Dans un communiqué, publié le lundi 16 août, les deux entités alertent les pouvoirs publics sur le « danger » que le dérèglement climatique fait peser sur leur profession, soulignant au passage que plusieurs phénomènes météorologiques observés cet été ont eu un impact tragique sur la production de blé dur – un des ingrédients de base des pâtes sèches – provoquant « l’entrée subite dans une crise pénurique majeure ».
Quelques jours plus tard, c’est François Rouilly, directeur général de Panzani qui venait tirer la sonnette d’alarme lors du Good Morning Business sur BFM TV : « Nous devons faire face à une pénurie de blé dur au niveau mondial et à une flambée des prix, répétait-il. Ce que l’on pense, c’est qu’il n’y aura pas assez de blé dur au niveau mondial pour répondre au besoin des fabricants de pâtes. On estime qu’il va manquer à peu près 2 millions de tonnes. »
Si les prévisions de Rouilly sont si mauvaises c’est parce qu’il a fait beaucoup trop chaud au Canada ces derniers mois. Le premier pays producteur de blé dur de la planète, qui représente à lui seul les deux tiers du commerce mondial de cette céréale, a enregistré des températures records – 49,6° dans un village au nord-est de Vancouver le 29 juin dernier. Bilan de cette sécheresse sans précédent provoquée par un « dôme de chaleur » ? Des moissons sérieusement amputées et un marché du blé dur qui a les genoux qui claquent. « Certains n’ont récolté que 25 % de ce qu’ils ont l’habitude de faire », confie un agriculteur au National Post. Selon les chiffres du bureau statistique local Stat Can relayés par le communiqué, le nombre de tonnes produites est même inférieur de 32 % à la moyenne des cinq dernières années.

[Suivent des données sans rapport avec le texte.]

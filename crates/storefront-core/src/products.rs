use serde::{Deserialize, Deserializer};

use crate::categories::Category;
use crate::documents::{null_as_empty, DocumentId, Media, Relation};

/// A product document as returned by the shop query.
///
/// Only the fields selected for the shop page are modelled; anything else the
/// store returns is ignored.
#[derive(Debug, Clone, PartialEq, Deserialize)]
#[serde(rename_all = "camelCase")]
pub struct ProductRecord {
    pub id: DocumentId,
    #[serde(default, deserialize_with = "null_as_empty_string")]
    pub title: String,
    #[serde(default)]
    pub slug: Option<String>,
    /// Base price, used when no variant price applies.
    #[serde(default, rename = "priceInUSD")]
    pub price_in_usd: Option<f64>,
    /// Base inventory count, used when variants are disabled.
    #[serde(default)]
    pub inventory: Option<i64>,
    #[serde(default)]
    pub enable_variants: Option<bool>,
    #[serde(default, deserialize_with = "null_as_empty")]
    pub gallery: Vec<GalleryItem>,
    #[serde(default, deserialize_with = "null_as_empty")]
    pub categories: Vec<Relation<Category>>,
    /// Variant entries in store order. The store returns these as a join
    /// (`{"docs": [...]}`); entries that were not populated stay
    /// [`Relation::Unpopulated`].
    #[serde(default, deserialize_with = "join_docs")]
    pub variants: Vec<Relation<VariantRecord>>,
}

impl ProductRecord {
    #[must_use]
    pub fn variants_enabled(&self) -> bool {
        self.enable_variants.unwrap_or(false)
    }

    /// First gallery image, if its upload was populated.
    #[must_use]
    pub fn primary_image(&self) -> Option<&Media> {
        self.gallery
            .first()
            .and_then(|item| item.image.as_ref())
            .and_then(Relation::populated)
    }

    /// Iterates over the variant entries that were populated.
    pub fn populated_variants(&self) -> impl Iterator<Item = &VariantRecord> {
        self.variants.iter().filter_map(Relation::populated)
    }
}

/// A sellable sub-configuration of a product (size, colour, ...).
#[derive(Debug, Clone, PartialEq, Deserialize)]
#[serde(rename_all = "camelCase")]
pub struct VariantRecord {
    pub id: DocumentId,
    #[serde(default)]
    pub title: Option<String>,
    #[serde(default, rename = "priceInUSD")]
    pub price_in_usd: Option<f64>,
    #[serde(default)]
    pub inventory: Option<i64>,
}

#[derive(Debug, Clone, PartialEq, Deserialize)]
pub struct GalleryItem {
    #[serde(default)]
    pub id: Option<String>,
    #[serde(default)]
    pub image: Option<Relation<Media>>,
}

#[derive(Deserialize)]
#[serde(bound(deserialize = "T: Deserialize<'de>"))]
struct JoinDocs<T> {
    #[serde(default)]
    docs: Vec<T>,
}

fn null_as_empty_string<'de, D>(deserializer: D) -> Result<String, D::Error>
where
    D: Deserializer<'de>,
{
    Ok(Option::<String>::deserialize(deserializer)?.unwrap_or_default())
}

/// Unwraps a join field (`{"docs": [...], "hasNextPage": ...}`) into its docs.
fn join_docs<'de, D, T>(deserializer: D) -> Result<Vec<T>, D::Error>
where
    D: Deserializer<'de>,
    T: Deserialize<'de>,
{
    Ok(Option::<JoinDocs<T>>::deserialize(deserializer)?
        .map(|join| join.docs)
        .unwrap_or_default())
}

#[cfg(test)]
mod tests {
    use super::*;

    #[test]
    fn deserializes_shop_query_document() {
        let json = serde_json::json!({
            "id": 12,
            "title": "Hanger Covers",
            "slug": "hanger-covers",
            "priceInUSD": 19.5,
            "inventory": 4,
            "enableVariants": true,
            "gallery": [{"id": "g1", "image": {"id": 9, "url": "/media/covers.jpg", "alt": "Covers"}}],
            "categories": [3],
            "variants": {
                "docs": [
                    {"id": 100, "priceInUSD": 18.0, "inventory": 2},
                    101
                ],
                "hasNextPage": false
            }
        });

        let product: ProductRecord = serde_json::from_value(json).expect("deserialize");
        assert_eq!(product.id, DocumentId::Number(12));
        assert_eq!(product.slug.as_deref(), Some("hanger-covers"));
        assert_eq!(product.price_in_usd, Some(19.5));
        assert_eq!(
            product.populated_variants().next().and_then(|v| v.price_in_usd),
            Some(18.0)
        );
        assert!(product.variants_enabled());
        assert_eq!(product.variants.len(), 2);
        assert_eq!(product.populated_variants().count(), 1);
        assert_eq!(
            product.primary_image().and_then(|m| m.url.as_deref()),
            Some("/media/covers.jpg")
        );
        assert!(product.categories[0].populated().is_none());
    }

    #[test]
    fn tolerates_nulls_and_missing_fields() {
        let json = serde_json::json!({
            "id": "abc",
            "title": "Spot Remover",
            "priceInUSD": null,
            "enableVariants": null,
            "gallery": null,
            "variants": null
        });

        let product: ProductRecord = serde_json::from_value(json).expect("deserialize");
        assert!(!product.variants_enabled());
        assert!(product.gallery.is_empty());
        assert!(product.variants.is_empty());
        assert!(product.price_in_usd.is_none());
        assert!(product.primary_image().is_none());
    }

    #[test]
    fn missing_or_null_title_is_empty() {
        let missing: ProductRecord =
            serde_json::from_value(serde_json::json!({"id": 1, "priceInUSD": 4.0}))
                .expect("deserialize");
        let null: ProductRecord =
            serde_json::from_value(serde_json::json!({"id": 2, "title": null}))
                .expect("deserialize");
        assert_eq!(missing.title, "");
        assert_eq!(missing.price_in_usd, Some(4.0));
        assert_eq!(null.title, "");
    }

    #[test]
    fn primary_image_skips_unpopulated_upload() {
        let json = serde_json::json!({
            "id": 1,
            "title": "Steam Iron",
            "gallery": [{"image": 55}]
        });
        let product: ProductRecord = serde_json::from_value(json).expect("deserialize");
        assert!(product.primary_image().is_none());
    }
}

Pire, à la canicule canadienne s’ajoutent d’autres anomalies climatiques. Les pluies abondantes qui se sont abattues sur l’Europe et les incendies dévastateurs en Sibérie ont aussi eu un impact sur la production. Le Sifpaf et le CFSI assurent que la France est concernée avec une « forte réduction du potentiel utilisable du blé dur local pour faire des pâtes alimentaires » et s’inquiètent d’une hausse des prix, implorant au passage la mise en place d’un « plan d’urgence » qui permettrait d’assurer leur approvisionnement.
À quelque chose malheur est bon, la flambée des cours (le prix mondial de référence des blés durs a augmenté de plus de 30 % en quelques semaines) pourrait profiter aux céréaliers français, souligne Le Monde. Quant au consommateur, il peut se rassurer en écoutant Dominique Schelcher, PDG de Système U, qui réfutait sur les ondes de RTL l’augmentation de dix centimes par paquet envisagée : « Nous n’en sommes pas encore là. La grande distribution fait toujours tout pour réduire l’impact de ces hausses. »
Cela fait maintenant plusieurs années déjà que les experts tentent en tout cas de mesurer les effets du dérèglement climatique sur notre alimentation. En 2019, des chercheurs du CNRS et de plusieurs universités publiaient une étude dans la revue Science Advances sur l’évolution de la récolte de plusieurs céréales comme le maïs, le riz, le soja ou le blé à travers le monde. Ils estimaient que 7,2 milliards de personnes seraient exposées d’ici 2100 à des baisses de productivité.
Alors que les phénomènes météorologiques destructeurs pour les cultures se multiplient (sécheresses, inondations, gel, migration d’insectes ravageurs attirés par les changements de températures), pourrait succéder à l’injonction « changez votre façon de manger pour limiter le réchauffement climatique » un commandement plus pessimiste : « regardez comment le réchauffement climatique altère déjà votre façon de manger ».